::: Exercise input

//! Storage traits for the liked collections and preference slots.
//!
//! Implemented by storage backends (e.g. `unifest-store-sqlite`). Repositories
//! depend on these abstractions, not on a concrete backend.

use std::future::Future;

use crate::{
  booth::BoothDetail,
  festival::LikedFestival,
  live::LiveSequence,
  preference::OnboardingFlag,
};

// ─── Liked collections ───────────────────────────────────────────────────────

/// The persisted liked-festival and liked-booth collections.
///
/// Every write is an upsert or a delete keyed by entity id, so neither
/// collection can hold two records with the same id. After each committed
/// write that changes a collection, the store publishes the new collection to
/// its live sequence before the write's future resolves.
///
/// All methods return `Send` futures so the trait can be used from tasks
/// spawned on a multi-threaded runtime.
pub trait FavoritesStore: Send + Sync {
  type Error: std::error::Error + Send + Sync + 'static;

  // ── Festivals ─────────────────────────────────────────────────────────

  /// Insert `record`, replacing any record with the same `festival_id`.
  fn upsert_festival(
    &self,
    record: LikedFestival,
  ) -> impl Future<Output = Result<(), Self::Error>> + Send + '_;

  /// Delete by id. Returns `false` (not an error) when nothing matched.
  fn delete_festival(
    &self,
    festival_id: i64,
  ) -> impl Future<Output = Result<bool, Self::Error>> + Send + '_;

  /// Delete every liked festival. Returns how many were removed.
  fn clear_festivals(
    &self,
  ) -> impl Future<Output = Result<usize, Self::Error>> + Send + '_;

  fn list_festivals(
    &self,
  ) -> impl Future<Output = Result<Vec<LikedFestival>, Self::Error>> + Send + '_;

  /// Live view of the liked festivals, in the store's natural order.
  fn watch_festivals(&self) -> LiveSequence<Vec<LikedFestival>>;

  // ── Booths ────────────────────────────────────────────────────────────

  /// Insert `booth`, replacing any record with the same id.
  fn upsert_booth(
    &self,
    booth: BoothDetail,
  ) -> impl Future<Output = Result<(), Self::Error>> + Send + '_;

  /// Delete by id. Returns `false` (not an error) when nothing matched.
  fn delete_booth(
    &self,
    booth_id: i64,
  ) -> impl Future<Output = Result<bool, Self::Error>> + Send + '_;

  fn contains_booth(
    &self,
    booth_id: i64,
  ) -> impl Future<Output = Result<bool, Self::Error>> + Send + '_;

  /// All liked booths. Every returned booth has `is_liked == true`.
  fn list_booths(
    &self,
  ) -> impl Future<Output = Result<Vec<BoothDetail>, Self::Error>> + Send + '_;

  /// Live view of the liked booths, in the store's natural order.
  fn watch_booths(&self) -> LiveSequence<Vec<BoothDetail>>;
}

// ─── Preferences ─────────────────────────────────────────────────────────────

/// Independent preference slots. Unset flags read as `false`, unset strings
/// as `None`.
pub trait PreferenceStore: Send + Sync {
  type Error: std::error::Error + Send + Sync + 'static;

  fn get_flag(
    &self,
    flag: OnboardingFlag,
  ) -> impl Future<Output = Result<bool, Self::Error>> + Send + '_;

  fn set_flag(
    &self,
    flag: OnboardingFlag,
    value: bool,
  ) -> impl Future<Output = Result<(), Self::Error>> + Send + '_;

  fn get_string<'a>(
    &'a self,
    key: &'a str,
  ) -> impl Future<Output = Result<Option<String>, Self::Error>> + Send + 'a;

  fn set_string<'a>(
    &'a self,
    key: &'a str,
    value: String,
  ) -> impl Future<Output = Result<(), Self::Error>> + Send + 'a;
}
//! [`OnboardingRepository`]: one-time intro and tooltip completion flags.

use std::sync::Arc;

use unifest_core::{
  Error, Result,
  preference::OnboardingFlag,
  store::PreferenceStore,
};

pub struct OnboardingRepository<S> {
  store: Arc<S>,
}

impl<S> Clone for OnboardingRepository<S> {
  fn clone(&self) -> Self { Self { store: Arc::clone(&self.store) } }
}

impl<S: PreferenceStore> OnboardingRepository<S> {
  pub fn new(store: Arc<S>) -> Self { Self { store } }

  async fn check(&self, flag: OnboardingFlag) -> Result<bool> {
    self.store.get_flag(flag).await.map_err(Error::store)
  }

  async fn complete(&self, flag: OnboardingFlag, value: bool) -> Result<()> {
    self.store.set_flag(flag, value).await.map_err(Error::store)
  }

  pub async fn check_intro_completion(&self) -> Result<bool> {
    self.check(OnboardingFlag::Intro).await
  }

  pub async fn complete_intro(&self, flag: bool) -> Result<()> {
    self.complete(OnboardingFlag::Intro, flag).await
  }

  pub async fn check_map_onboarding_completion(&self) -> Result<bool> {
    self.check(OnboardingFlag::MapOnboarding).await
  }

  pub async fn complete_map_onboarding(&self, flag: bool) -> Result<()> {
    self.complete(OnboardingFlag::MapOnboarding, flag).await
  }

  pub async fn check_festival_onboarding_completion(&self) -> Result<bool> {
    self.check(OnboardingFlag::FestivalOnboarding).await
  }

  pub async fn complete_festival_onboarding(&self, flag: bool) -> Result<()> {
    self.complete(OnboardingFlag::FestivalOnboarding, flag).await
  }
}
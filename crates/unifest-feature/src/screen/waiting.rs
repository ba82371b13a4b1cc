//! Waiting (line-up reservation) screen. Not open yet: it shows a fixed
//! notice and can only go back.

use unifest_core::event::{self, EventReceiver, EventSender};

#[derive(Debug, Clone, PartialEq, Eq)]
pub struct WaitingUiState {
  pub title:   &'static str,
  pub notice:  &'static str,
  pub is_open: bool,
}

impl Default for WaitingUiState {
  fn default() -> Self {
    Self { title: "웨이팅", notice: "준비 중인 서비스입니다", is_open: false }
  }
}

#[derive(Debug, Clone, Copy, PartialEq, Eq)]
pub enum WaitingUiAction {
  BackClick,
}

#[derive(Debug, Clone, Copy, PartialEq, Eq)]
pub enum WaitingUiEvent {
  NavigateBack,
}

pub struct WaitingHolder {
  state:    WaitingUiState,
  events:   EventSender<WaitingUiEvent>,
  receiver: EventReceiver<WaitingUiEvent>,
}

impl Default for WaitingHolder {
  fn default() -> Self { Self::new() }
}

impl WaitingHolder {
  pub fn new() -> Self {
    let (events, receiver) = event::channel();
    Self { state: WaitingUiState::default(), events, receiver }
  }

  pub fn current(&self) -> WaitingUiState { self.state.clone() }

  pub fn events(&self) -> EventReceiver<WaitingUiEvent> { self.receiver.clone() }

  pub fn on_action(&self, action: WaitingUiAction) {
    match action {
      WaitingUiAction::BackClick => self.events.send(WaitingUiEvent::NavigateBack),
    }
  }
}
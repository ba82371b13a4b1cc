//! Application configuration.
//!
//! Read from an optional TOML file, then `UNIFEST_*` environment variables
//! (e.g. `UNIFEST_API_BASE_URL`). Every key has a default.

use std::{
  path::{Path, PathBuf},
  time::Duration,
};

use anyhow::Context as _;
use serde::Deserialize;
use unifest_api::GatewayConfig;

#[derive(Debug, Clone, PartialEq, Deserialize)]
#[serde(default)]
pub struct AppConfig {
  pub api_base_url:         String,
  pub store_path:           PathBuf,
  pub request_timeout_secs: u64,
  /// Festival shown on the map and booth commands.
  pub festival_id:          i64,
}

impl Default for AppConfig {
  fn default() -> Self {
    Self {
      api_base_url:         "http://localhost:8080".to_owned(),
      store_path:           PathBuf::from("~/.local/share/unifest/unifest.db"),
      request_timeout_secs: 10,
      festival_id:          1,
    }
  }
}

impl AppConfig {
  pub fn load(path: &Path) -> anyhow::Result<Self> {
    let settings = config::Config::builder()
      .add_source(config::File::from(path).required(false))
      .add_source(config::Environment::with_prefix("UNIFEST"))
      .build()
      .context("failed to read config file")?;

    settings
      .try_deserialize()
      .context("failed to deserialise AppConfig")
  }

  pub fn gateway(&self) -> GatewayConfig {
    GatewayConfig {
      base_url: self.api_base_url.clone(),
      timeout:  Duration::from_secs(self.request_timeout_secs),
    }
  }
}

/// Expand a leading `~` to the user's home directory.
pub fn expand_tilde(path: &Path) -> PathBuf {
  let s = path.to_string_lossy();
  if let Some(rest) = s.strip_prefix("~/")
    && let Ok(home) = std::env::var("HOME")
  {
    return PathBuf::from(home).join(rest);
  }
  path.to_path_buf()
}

::::::

**Description of the task**
Read the entries above and find each line holding the word "anyhow". Copy it out.

**Response for this exercise**
use anyhow::Context as _;
  pub fn load(path: &Path) -> anyhow::Result<Self> {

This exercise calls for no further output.